Zhonghua Yan Ke Za Zhi. 2011 Jan;47(1):83-7.
Leber congenital amaurosis (LCA) is an early onset retinal dystrophy that causes severe visual impairment. With the development of molecular genetics and the therapeutic gene replacement technology, the adeno-associated viral (AAV) vector-mediated gene therapy for LCA achieved encouraging progress in the past decade.
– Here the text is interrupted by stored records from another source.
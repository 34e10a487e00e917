use core::fmt;
use std::io;

/// Inconsistent or unusable scalar grid.
#[derive(Debug, Clone, PartialEq)]
pub enum InvalidGridError {
    SizeMismatch { expected: usize, actual: usize },
    ZeroDimension { nx: usize, ny: usize },
    DimensionOverflow { nx: usize, ny: usize },
    DegenerateSpacing { dx: f64, dy: f64 },
    NonFiniteOrigin { ox: f64, oy: f64 },
    NonFiniteValue { index: usize },
}

impl fmt::Display for InvalidGridError {
    fn fmt(&self, f: &mut fmt::Formatter<'_>) -> fmt::Result {
        match self {
            Self::SizeMismatch { expected, actual } => {
                write!(f, "value count mismatch: expected {expected}, got {actual}")
            }
            Self::ZeroDimension { nx, ny } => write!(f, "zero grid dimension: {nx}x{ny}"),
            Self::DimensionOverflow { nx, ny } => {
                write!(f, "grid dimensions overflow: {nx}x{ny}")
            }
            Self::DegenerateSpacing { dx, dy } => {
                write!(f, "degenerate grid spacing: ({dx}, {dy})")
            }
            Self::NonFiniteOrigin { ox, oy } => write!(f, "non-finite grid origin: ({ox}, {oy})"),
            Self::NonFiniteValue { index } => write!(f, "non-finite scalar value at index {index}"),
        }
    }
}

impl std::error::Error for InvalidGridError {}

/// No segment was produced for the isovalue.
///
/// Not a failure: extraction still returns an (empty) mesh. Callers that want
/// to treat it as one can propagate this value with `?`.
#[derive(Debug, Clone, Copy, PartialEq, serde::Serialize)]
pub struct EmptyResultError {
    pub isovalue: f64,
    pub min: f64,
    pub max: f64,
}

impl EmptyResultError {
    pub fn out_of_range(&self) -> bool {
        self.isovalue < self.min || self.isovalue > self.max
    }
}

impl fmt::Display for EmptyResultError {
    fn fmt(&self, f: &mut fmt::Formatter<'_>) -> fmt::Result {
        write!(
            f,
            "no contour segments for isovalue {} (data range [{}, {}])",
            self.isovalue, self.min, self.max
        )
    }
}

impl std::error::Error for EmptyResultError {}

#[derive(Debug)]
pub enum Error {
    InvalidGrid(InvalidGridError),
    InvalidIsovalue(f64),
    InvalidStitchTolerance(f64),
    PreviewTooLarge { nx: usize, ny: usize, scale: usize },
    Io(io::Error),
    Json(serde_json::Error),
    Image(image::ImageError),
}

impl fmt::Display for Error {
    fn fmt(&self, f: &mut fmt::Formatter<'_>) -> fmt::Result {
        match self {
            Self::InvalidGrid(e) => write!(f, "invalid grid: {e}"),
            Self::InvalidIsovalue(v) => write!(f, "isovalue must be finite, got {v}"),
            Self::InvalidStitchTolerance(v) => {
                write!(f, "stitch tolerance must be finite and non-negative, got {v}")
            }
            Self::PreviewTooLarge { nx, ny, scale } => {
                write!(f, "preview of {nx}x{ny} grid at scale {scale} exceeds the pixel limit")
            }
            Self::Io(e) => write!(f, "i/o error: {e}"),
            Self::Json(e) => write!(f, "json error: {e}"),
            Self::Image(e) => write!(f, "image error: {e}"),
        }
    }
}

impl std::error::Error for Error {
    fn source(&self) -> Option<&(dyn std::error::Error + 'static)> {
        match self {
            Self::InvalidGrid(e) => Some(e),
            Self::InvalidIsovalue(_)
            | Self::InvalidStitchTolerance(_)
            | Self::PreviewTooLarge { .. } => None,
            Self::Io(e) => Some(e),
            Self::Json(e) => Some(e),
            Self::Image(e) => Some(e),
        }
    }
}

impl From<InvalidGridError> for Error {
    fn from(e: InvalidGridError) -> Self {
        Self::InvalidGrid(e)
    }
}

impl From<io::Error> for Error {
    fn from(e: io::Error) -> Self {
        Self::Io(e)
    }
}

impl From<serde_json::Error> for Error {
    fn from(e: serde_json::Error) -> Self {
        Self::Json(e)
    }
}

impl From<image::ImageError> for Error {
    fn from(e: image::ImageError) -> Self {
        Self::Image(e)
    }
}

#[cfg(test)]
mod tests {
    use super::*;

    #[test]
    fn empty_result_reports_range() {
        let e = EmptyResultError {
            isovalue: 12.0,
            min: 0.0,
            max: 10.0,
        };
        assert!(e.out_of_range());
        assert_eq!(
            e.to_string(),
            "no contour segments for isovalue 12 (data range [0, 10])"
        );

        let inside = EmptyResultError { isovalue: 5.0, ..e };
        assert!(!inside.out_of_range());
    }

    #[test]
    fn grid_error_converts() {
        let e: Error = InvalidGridError::ZeroDimension { nx: 0, ny: 1 }.into();
        assert_eq!(e.to_string(), "invalid grid: zero grid dimension: 0x1");
    }
}
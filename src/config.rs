use std::fs;
use std::path::Path;

use serde::{Deserialize, Serialize};

use crate::error::Error;

/// Tunable extraction parameters. Missing keys in a config file take the defaults.
#[derive(Clone, Debug, PartialEq, Serialize, Deserialize)]
#[serde(default)]
pub struct Params {
    /// Process cell columns on the rayon pool. Output order is unchanged.
    pub parallel: bool,
    /// Endpoint match distance for stitching, as a fraction of the larger grid spacing.
    pub stitch_tolerance: f64,

    // Preview
    pub preview_scale: usize,
    pub line_color: [u8; 4],
}

impl Default for Params {
    fn default() -> Self {
        Self {
            parallel: false,
            stitch_tolerance: 1e-6,
            preview_scale: 4,
            line_color: [20, 20, 20, 255],
        }
    }
}

impl Params {
    pub fn load(path: &Path) -> Result<Self, Error> {
        let text = fs::read_to_string(path)?;
        Ok(serde_json::from_str(&text)?)
    }
}
pub mod config;
pub mod contour;
pub mod error;
pub mod geom;
pub mod grid;
pub mod io;
pub mod mesh;
pub mod render;
pub mod stitch;

use std::time::Instant;

use log::{debug, info};

use config::Params;
use contour::ExtractionStats;
use error::{EmptyResultError, Error};
use grid::ScalarGrid;
use mesh::ContourMesh;
use stitch::Polyline;

pub use error::InvalidGridError;

/// Result of one extraction run.
#[derive(Debug, Clone)]
pub struct Extraction {
    pub mesh: ContourMesh,
    pub polylines: Vec<Polyline>,
    pub stats: ExtractionStats,
    /// Data range of the input grid, kept for the empty-result notice.
    pub value_range: (f64, f64),
}

impl Extraction {
    /// Set when no segment was produced. Informational, not a failure.
    pub fn empty_result(&self) -> Option<EmptyResultError> {
        self.mesh.is_empty().then(|| EmptyResultError {
            isovalue: self.mesh.isovalue,
            min: self.value_range.0,
            max: self.value_range.1,
        })
    }
}

#[derive(Debug)]
pub struct Timing {
    pub name: &'static str,
    pub ms: f64,
}

/// Extract the isocontour of `grid` at `isovalue` and stitch it into polylines.
pub fn extract(
    grid: &ScalarGrid,
    isovalue: f64,
    params: &Params,
) -> Result<(Extraction, Vec<Timing>), Error> {
    if !isovalue.is_finite() {
        return Err(Error::InvalidIsovalue(isovalue));
    }
    if !params.stitch_tolerance.is_finite() || params.stitch_tolerance < 0.0 {
        return Err(Error::InvalidStitchTolerance(params.stitch_tolerance));
    }

    let mut timings = Vec::new();
    let total_start = Instant::now();

    // 1. March cells
    let t = Instant::now();
    let (mesh, stats) = if params.parallel {
        contour::march_squares_par(grid, isovalue)
    } else {
        contour::march_squares(grid, isovalue)
    };
    timings.push(Timing {
        name: "march",
        ms: t.elapsed().as_secs_f64() * 1000.0,
    });
    if stats.saddle_cells + stats.odd_cells > 0 {
        debug!(
            "dropped {} saddle cells and {} cells with an odd crossing count",
            stats.saddle_cells, stats.odd_cells
        );
    }

    // 2. Stitch segments into polylines
    let t = Instant::now();
    let [dx, dy] = grid.spacing();
    let tolerance = params.stitch_tolerance * dx.abs().max(dy.abs());
    let polylines = stitch::connect_segments(&mesh, tolerance);
    timings.push(Timing {
        name: "stitch",
        ms: t.elapsed().as_secs_f64() * 1000.0,
    });

    let total_ms = total_start.elapsed().as_secs_f64() * 1000.0;
    timings.push(Timing {
        name: "TOTAL",
        ms: total_ms,
    });
    for t in &timings {
        debug!("{:8} {:8.2} ms", t.name, t.ms);
    }

    let extraction = Extraction {
        mesh,
        polylines,
        stats,
        value_range: grid.value_range(),
    };
    if let Some(empty) = extraction.empty_result() {
        info!("{empty}");
    }

    Ok((extraction, timings))
}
The success of the Phase I clinical trials of human RPE65 gene therapy for LCA II patients makes it a pioneer in the field of retinal gene therapy and brings light to the cure of other hereditary retinopathy. This article briefly reviews the recent developments in the preclinical animal experiments and Phase I clinical trials for LCA.
莱伯先天性黑蒙(LCA)是一种早发性视网膜营养不良,可导致严重视力损害。随着分子遗传学和治疗性基因替代技术的发展,在过去十年中,腺相关病毒(AAV)载体介导的LCA基因治疗取得了令人鼓舞的进展。人类RPE65基因治疗LCA II型患者的I期临床试验的成功使其成为视网膜基因治疗领域的先驱,并为其他遗传性视网膜病变的治疗带来了希望。本文简要回顾了LCA临床前动物实验和I期临床试验的最新进展。